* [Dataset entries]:
+ + + + +
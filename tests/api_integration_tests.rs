//! Integration Tests for API Endpoints
//!
//! Tests the full request/response cycle through the router and the worker
//! pool, plus a live server driven over TCP.

use std::sync::Arc;

use axum::{
    body::Body,
    http::{Request, StatusCode},
    Router,
};
use kv_cache_server::{
    api::create_router,
    backend::{MemoryConnector, Store, StoreConnector},
    cache::{Cache, Lookup, StatsCollector},
    dispatch::WorkerPool,
    error::StoreError,
    AppState, Config, Lifecycle, Server, ShutdownHandle,
};
use serde_json::Value;
use tower::ServiceExt;

// == Helper Functions ==

struct TestApp {
    router: Router,
    cache: Arc<Cache>,
    pool: WorkerPool,
}

fn create_test_app(capacity: usize, connector: &dyn StoreConnector) -> TestApp {
    let cache = Arc::new(Cache::new(capacity));
    let stats = Arc::new(StatsCollector::new());
    let pool = WorkerPool::spawn(2, 16, connector, Arc::clone(&cache), Arc::clone(&stats)).unwrap();
    let state = AppState::new(pool.dispatcher(), stats, Arc::clone(&cache));
    TestApp {
        router: create_router(state),
        cache,
        pool,
    }
}

async fn send(app: &Router, method: &str, uri: &str, body: Option<&str>) -> (StatusCode, Value) {
    let mut builder = Request::builder().method(method).uri(uri);
    if body.is_some() {
        builder = builder.header("content-type", "application/json");
    }
    let request = builder
        .body(body.map(|b| Body::from(b.to_string())).unwrap_or_else(Body::empty))
        .unwrap();

    let response = app.clone().oneshot(request).await.unwrap();
    let status = response.status();
    let bytes = axum::body::to_bytes(response.into_body(), usize::MAX)
        .await
        .unwrap();
    let json = if bytes.is_empty() {
        Value::Null
    } else {
        serde_json::from_slice(&bytes).unwrap()
    };
    (status, json)
}

async fn put(app: &Router, key: &str, value: &str) -> (StatusCode, Value) {
    let body = serde_json::json!({ "key": key, "value": value }).to_string();
    send(app, "POST", "/api/kv", Some(&body)).await
}

async fn get(app: &Router, key: &str) -> (StatusCode, Value) {
    send(app, "GET", &format!("/api/kv?key={}", key), None).await
}

async fn stats(app: &Router) -> Value {
    let (status, json) = send(app, "GET", "/stats", None).await;
    assert_eq!(status, StatusCode::OK);
    json
}

/// Store whose every call fails with a connection error.
struct DownStore;

impl Store for DownStore {
    fn get(&mut self, _key: &str) -> Result<Lookup, StoreError> {
        Err(StoreError::Connection("connection reset".to_string()))
    }

    fn put(&mut self, _key: &str, _value: &str) -> Result<(), StoreError> {
        Err(StoreError::Connection("connection reset".to_string()))
    }

    fn delete(&mut self, _key: &str) -> Result<(), StoreError> {
        Err(StoreError::Connection("connection reset".to_string()))
    }
}

struct DownConnector;

impl StoreConnector for DownConnector {
    fn connect(&self) -> Result<Box<dyn Store>, StoreError> {
        Ok(Box::new(DownStore))
    }

    fn describe(&self) -> String {
        "down".to_string()
    }
}

// == Write Endpoint Tests ==

#[tokio::test]
async fn test_put_endpoint_success() {
    let connector = MemoryConnector::new();
    let app = create_test_app(10, &connector);

    let (status, json) = put(&app.router, "test_key", "test_value").await;

    assert_eq!(status, StatusCode::OK);
    assert_eq!(json["status"], "success");
    assert_eq!(connector.value("test_key").as_deref(), Some("test_value"));
    assert_eq!(app.cache.peek("test_key").as_deref(), Some("test_value"));
}

#[tokio::test]
async fn test_put_overwrites_value() {
    let connector = MemoryConnector::new();
    let app = create_test_app(10, &connector);

    put(&app.router, "k", "v1").await;
    put(&app.router, "k", "v2").await;

    let (status, json) = get(&app.router, "k").await;
    assert_eq!(status, StatusCode::OK);
    assert_eq!(json["value"], "v2");
    assert_eq!(connector.len(), 1);
}

#[tokio::test]
async fn test_invalid_json_request() {
    let app = create_test_app(10, &MemoryConnector::new());

    let (status, json) = send(&app.router, "POST", "/api/kv", Some("not valid json")).await;

    assert_eq!(status, StatusCode::BAD_REQUEST);
    assert!(json.get("error").is_some());
    assert_eq!(stats(&app.router).await["total_requests"], 1);
}

#[tokio::test]
async fn test_empty_key_request() {
    let app = create_test_app(10, &MemoryConnector::new());

    let (status, json) = put(&app.router, "", "value").await;

    assert_eq!(status, StatusCode::BAD_REQUEST);
    assert!(json["error"].as_str().unwrap().contains("Invalid request"));
}

#[tokio::test]
async fn test_missing_value_request() {
    let app = create_test_app(10, &MemoryConnector::new());

    let (status, _) = send(&app.router, "POST", "/api/kv", Some(r#"{"key":"k"}"#)).await;

    assert_eq!(status, StatusCode::BAD_REQUEST);
}

// == Read Endpoint Tests ==

#[tokio::test]
async fn test_get_endpoint_success() {
    let app = create_test_app(10, &MemoryConnector::new());
    put(&app.router, "get_key", "get_value").await;

    let (status, json) = get(&app.router, "get_key").await;

    assert_eq!(status, StatusCode::OK);
    assert_eq!(json["key"], "get_key");
    assert_eq!(json["value"], "get_value");
}

#[tokio::test]
async fn test_get_empty_value_is_found() {
    let app = create_test_app(10, &MemoryConnector::new());
    put(&app.router, "blank", "").await;

    let (status, json) = get(&app.router, "blank").await;

    assert_eq!(status, StatusCode::OK);
    assert_eq!(json["value"], "");
}

#[tokio::test]
async fn test_get_endpoint_not_found() {
    let app = create_test_app(10, &MemoryConnector::new());

    let (status, json) = get(&app.router, "nonexistent").await;

    assert_eq!(status, StatusCode::NOT_FOUND);
    assert!(json["error"].as_str().unwrap().contains("nonexistent"));
}

#[tokio::test]
async fn test_get_missing_key_parameter() {
    let app = create_test_app(10, &MemoryConnector::new());

    let (status, json) = send(&app.router, "GET", "/api/kv", None).await;

    assert_eq!(status, StatusCode::BAD_REQUEST);
    assert!(json.get("error").is_some());
}

#[tokio::test]
async fn test_get_duplicate_key_uses_first() {
    let app = create_test_app(10, &MemoryConnector::new());
    put(&app.router, "a", "first").await;
    put(&app.router, "b", "second").await;

    let (status, json) = send(&app.router, "GET", "/api/kv?key=a&key=b", None).await;

    assert_eq!(status, StatusCode::OK);
    assert_eq!(json["key"], "a");
    assert_eq!(json["value"], "first");
    assert_eq!(stats(&app.router).await["total_requests"], 3);
}

#[tokio::test]
async fn test_get_empty_key_parameter_is_counted() {
    let app = create_test_app(10, &MemoryConnector::new());

    let (status, json) = send(&app.router, "GET", "/api/kv?key=", None).await;

    assert_eq!(status, StatusCode::BAD_REQUEST);
    assert!(json["error"].as_str().unwrap().contains("Missing key parameter"));
    assert_eq!(stats(&app.router).await["total_requests"], 1);
}

#[tokio::test]
async fn test_get_populates_cache_from_store() {
    let connector = MemoryConnector::new();
    connector.connect().unwrap().put("seeded", "from_store").unwrap();
    let app = create_test_app(10, &connector);

    let (status, json) = get(&app.router, "seeded").await;
    assert_eq!(status, StatusCode::OK);
    assert_eq!(json["value"], "from_store");
    assert_eq!(app.cache.peek("seeded").as_deref(), Some("from_store"));

    get(&app.router, "seeded").await;
    let json = stats(&app.router).await;
    assert_eq!(json["cache_hits"], 1);
    assert_eq!(json["cache_misses"], 1);
}

// == Delete Endpoint Tests ==

#[tokio::test]
async fn test_delete_endpoint_success() {
    let connector = MemoryConnector::new();
    let app = create_test_app(10, &connector);
    put(&app.router, "delete_key", "delete_value").await;

    let (status, json) = send(&app.router, "DELETE", "/api/kv?key=delete_key", None).await;
    assert_eq!(status, StatusCode::OK);
    assert_eq!(json["status"], "success");
    assert!(connector.value("delete_key").is_none());
    assert!(!app.cache.contains("delete_key"));

    let (status, _) = get(&app.router, "delete_key").await;
    assert_eq!(status, StatusCode::NOT_FOUND);
}

#[tokio::test]
async fn test_delete_absent_key_succeeds() {
    let app = create_test_app(10, &MemoryConnector::new());

    let (status, _) = send(&app.router, "DELETE", "/api/kv?key=never_set", None).await;

    assert_eq!(status, StatusCode::OK);
}

#[tokio::test]
async fn test_delete_missing_key_parameter() {
    let app = create_test_app(10, &MemoryConnector::new());

    let (status, _) = send(&app.router, "DELETE", "/api/kv", None).await;

    assert_eq!(status, StatusCode::BAD_REQUEST);
}

#[tokio::test]
async fn test_delete_duplicate_key_uses_first() {
    let connector = MemoryConnector::new();
    let app = create_test_app(10, &connector);
    put(&app.router, "a", "1").await;
    put(&app.router, "b", "2").await;

    let (status, json) = send(&app.router, "DELETE", "/api/kv?key=a&key=b", None).await;

    assert_eq!(status, StatusCode::OK);
    assert_eq!(json["status"], "success");
    assert!(connector.value("a").is_none());
    assert_eq!(connector.value("b").as_deref(), Some("2"));
    assert_eq!(stats(&app.router).await["total_requests"], 3);
}

#[tokio::test]
async fn test_unknown_path_returns_json_error() {
    let app = create_test_app(10, &MemoryConnector::new());

    let (status, json) = send(&app.router, "GET", "/nope", None).await;

    assert_eq!(status, StatusCode::NOT_FOUND);
    assert!(json["error"].as_str().unwrap().starts_with("Not found"));
}

#[tokio::test]
async fn test_unsupported_method() {
    let app = create_test_app(10, &MemoryConnector::new());

    let (status, _) = send(&app.router, "PUT", "/api/kv?key=k", None).await;

    assert_eq!(status, StatusCode::METHOD_NOT_ALLOWED);
}

// == Stats and Health Tests ==

#[tokio::test]
async fn test_eviction_scenario_statistics() {
    let connector = MemoryConnector::new();
    let app = create_test_app(2, &connector);

    put(&app.router, "a", "1").await;
    put(&app.router, "b", "2").await;
    let (status, _) = get(&app.router, "a").await;
    assert_eq!(status, StatusCode::OK);

    // "b" is now least recently used
    put(&app.router, "c", "3").await;
    assert!(!app.cache.contains("b"));

    // Evicted from the cache but still in the store
    let (status, json) = get(&app.router, "b").await;
    assert_eq!(status, StatusCode::OK);
    assert_eq!(json["value"], "2");

    let json = stats(&app.router).await;
    assert_eq!(json["total_requests"], 5);
    assert_eq!(json["cache_hits"], 1);
    assert_eq!(json["cache_misses"], 1);
    assert!((json["hit_rate"].as_f64().unwrap() - 0.2).abs() < 1e-9);
    assert_eq!(json["cache_entries"], 2);
    assert_eq!(json["cache_capacity"], 2);
}

#[tokio::test]
async fn test_stats_endpoint_initial() {
    let app = create_test_app(10, &MemoryConnector::new());

    let json = stats(&app.router).await;

    assert_eq!(json["total_requests"], 0);
    assert_eq!(json["hit_rate"], 0.0);
}

#[tokio::test]
async fn test_health_endpoint() {
    let app = create_test_app(10, &MemoryConnector::new());

    let (status, json) = send(&app.router, "GET", "/health", None).await;

    assert_eq!(status, StatusCode::OK);
    assert_eq!(json["status"], "healthy");
    assert!(json.get("timestamp").is_some());
}

// == Failure Tests ==

#[tokio::test]
async fn test_backend_failure_returns_500() {
    let app = create_test_app(10, &DownConnector);

    let (status, json) = put(&app.router, "k", "v").await;
    assert_eq!(status, StatusCode::INTERNAL_SERVER_ERROR);
    assert!(json.get("error").is_some());
    assert!(!app.cache.contains("k"));

    let (status, _) = get(&app.router, "k").await;
    assert_eq!(status, StatusCode::INTERNAL_SERVER_ERROR);

    let (status, _) = send(&app.router, "DELETE", "/api/kv?key=k", None).await;
    assert_eq!(status, StatusCode::INTERNAL_SERVER_ERROR);

    let json = stats(&app.router).await;
    assert_eq!(json["total_requests"], 3);
    assert_eq!(json["cache_misses"], 1);
}

#[tokio::test]
async fn test_requests_after_shutdown_return_503() {
    let app = create_test_app(10, &MemoryConnector::new());
    let router = app.router.clone();

    tokio::task::spawn_blocking(move || app.pool.join())
        .await
        .unwrap();

    let (status, json) = get(&router, "k").await;
    assert_eq!(status, StatusCode::SERVICE_UNAVAILABLE);
    assert!(json.get("error").is_some());
}

// == Live Server Tests ==

#[tokio::test(flavor = "multi_thread", worker_threads = 2)]
async fn test_live_server_round_trip() {
    let config = Config {
        server_port: 0,
        cache_capacity: 16,
        worker_threads: 4,
        queue_depth: 32,
        store_url: "memory://".to_string(),
        stats_interval: 0,
    };
    let connector = Arc::new(MemoryConnector::new());
    let mut server = Server::new(config, connector.clone(), ShutdownHandle::new());

    let addr = server.start().await.unwrap();
    let base = format!("http://127.0.0.1:{}", addr.port());
    let client = reqwest::Client::new();

    let response = client
        .post(format!("{}/api/kv", base))
        .json(&serde_json::json!({ "key": "live", "value": "hello" }))
        .send()
        .await
        .unwrap();
    assert_eq!(response.status(), reqwest::StatusCode::OK);

    let response = client
        .get(format!("{}/api/kv", base))
        .query(&[("key", "live")])
        .send()
        .await
        .unwrap();
    assert_eq!(response.status(), reqwest::StatusCode::OK);
    let json: Value = response.json().await.unwrap();
    assert_eq!(json["value"], "hello");

    let response = client
        .delete(format!("{}/api/kv?key=live", base))
        .send()
        .await
        .unwrap();
    assert_eq!(response.status(), reqwest::StatusCode::OK);
    assert!(connector.value("live").is_none());

    drop(client);
    let snapshot = server.stop().await.unwrap();
    assert_eq!(snapshot.total_requests, 3);
    assert_eq!(snapshot.cache_hits, 1);
    assert_eq!(server.state(), Lifecycle::Stopped);
}

#[tokio::test(flavor = "multi_thread", worker_threads = 4)]
async fn test_live_server_concurrent_clients() {
    let config = Config {
        server_port: 0,
        cache_capacity: 8,
        worker_threads: 4,
        queue_depth: 4,
        store_url: "memory://".to_string(),
        stats_interval: 0,
    };
    let mut server = Server::new(config, Arc::new(MemoryConnector::new()), ShutdownHandle::new());
    let addr = server.start().await.unwrap();
    let base = format!("http://127.0.0.1:{}", addr.port());
    let client = reqwest::Client::new();

    let mut handles = Vec::new();
    for i in 0..50 {
        let client = client.clone();
        let base = base.clone();
        handles.push(tokio::spawn(async move {
            let key = format!("key{}", i % 10);
            client
                .post(format!("{}/api/kv", base))
                .json(&serde_json::json!({ "key": key, "value": format!("v{}", i) }))
                .send()
                .await
                .unwrap()
                .status()
        }));
    }

    for handle in handles {
        assert_eq!(handle.await.unwrap(), reqwest::StatusCode::OK);
    }

    drop(client);
    let snapshot = server.stop().await.unwrap();
    assert_eq!(snapshot.total_requests, 50);
}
+ + + + +
* [What to produce]: Restate the data verbatim through the "use serde_json::Value;" line.

* [The completed task]:
filename tests/api_integration_tests.rs
//! Integration Tests for API Endpoints
//!
//! Tests the full request/response cycle through the router and the worker
//! pool, plus a live server driven over TCP.

use std::sync::Arc;

use axum::{
    body::Body,
    http::{Request, StatusCode},
    Router,
};
use kv_cache_server::{
    api::create_router,
    backend::{MemoryConnector, Store, StoreConnector},
    cache::{Cache, Lookup, StatsCollector},
    dispatch::WorkerPool,
    error::StoreError,
    AppState, Config, Lifecycle, Server, ShutdownHandle,
};
use serde_json::Value;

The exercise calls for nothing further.